What an incredible waste of time and a lack of courtesy and respect that is.

I feel that every consumer shoud be as advised as possible, not just "Thinking" something would be included and "Guessing" at what someone means with new fangles terminology, but advised and questioned and answered accordingly.

Sorry for hopping on my soap-box relating that story, but it happens way too often.

Then, because I answer home owners questions on many forums related to roofing and other constructin and contract issues, I see on a regular basis the underlying reason why so many problems occur in the first place.

A. The Home Owner did not take enough time to fully equip themselves with a basic understanding of what they need and how it should be done.

and

B. The "Typical" Contractor does not allow enough time for the inherent and vital customer service time to spend with them, prior to a major home re-roofing project is signed away to them or another contractor.
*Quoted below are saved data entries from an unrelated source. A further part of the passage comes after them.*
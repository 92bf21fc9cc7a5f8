//! Injected randomness for the handshake driver.
//!
//! The driver needs exactly one kind of randomness: the 28 random bytes
//! behind the timestamp in the hello random. The source is handed to
//! [`DtlsClientProtocol::new`](crate::DtlsClientProtocol::new) rather than
//! pulled from a process-wide singleton, and can be seeded so a handshake
//! fixture replays byte-for-byte.

use std::fmt;

use rand::rngs::StdRng;
use rand::{RngCore, SeedableRng};

/// Byte source for the client hello random.
///
/// With a seed, bytes come from a deterministic `StdRng` stream; without
/// one, from the thread-local generator.
pub struct SeededRng {
    inner: Option<StdRng>,
}

impl SeededRng {
    /// Create a byte source, deterministic when `seed` is `Some`.
    pub fn new(seed: Option<u64>) -> Self {
        let inner = seed.map(StdRng::seed_from_u64);
        Self { inner }
    }

    /// Fill `dest` with random bytes.
    pub fn fill_bytes(&mut self, dest: &mut [u8]) {
        match self.inner.as_mut() {
            Some(rng) => rng.fill_bytes(dest),
            None => rand::rng().fill_bytes(dest),
        }
    }
}

impl fmt::Debug for SeededRng {
    fn fmt(&self, f: &mut fmt::Formatter<'_>) -> fmt::Result {
        let mode = if self.inner.is_some() {
            "seeded"
        } else {
            "thread"
        };
        write!(f, "SeededRng({})", mode)
    }
}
A more responsible and professional "Businessman and Contractor" will insist that the proper amount of time be devoted to each and every customer, to the best of their capabilities.

Ed


----------



## Lehi (Jul 3, 2009)

The problem is, if I demand for them to come and do the job correctly it is probably going to cost me _a lot_ more money, money I don't have to spend so I don't think there's anything I can do.  I agreed to have counter-flashing installed and that's what they did, even though it's not going to do a doggone thing.  You are wise to insist on meeting in person, I should have done that but I was trying to be accommodating. :bangin: They've offered to come back and do the job correctly, the roofer will be meeting me next week to discuss the issue, that's why I came here for answers. I'm sure they'd be _happy_ to do the repair; it would mean more pay for them. I just can't figure out why they would install counter-flashing when they weren't even sure there was flashing - they just assumed it. Is that typical? And then to tell me that the counter-flashing "does have and provide a use". That doesn't make any sense to me. I feel like I'm being BS'd.


----------



## Ed the Roofer (Jan 27, 2007)

No, their repair should have been done correctly and any rookie would have known that the counter-flashing on top of NOTHING would do absolutely nothing.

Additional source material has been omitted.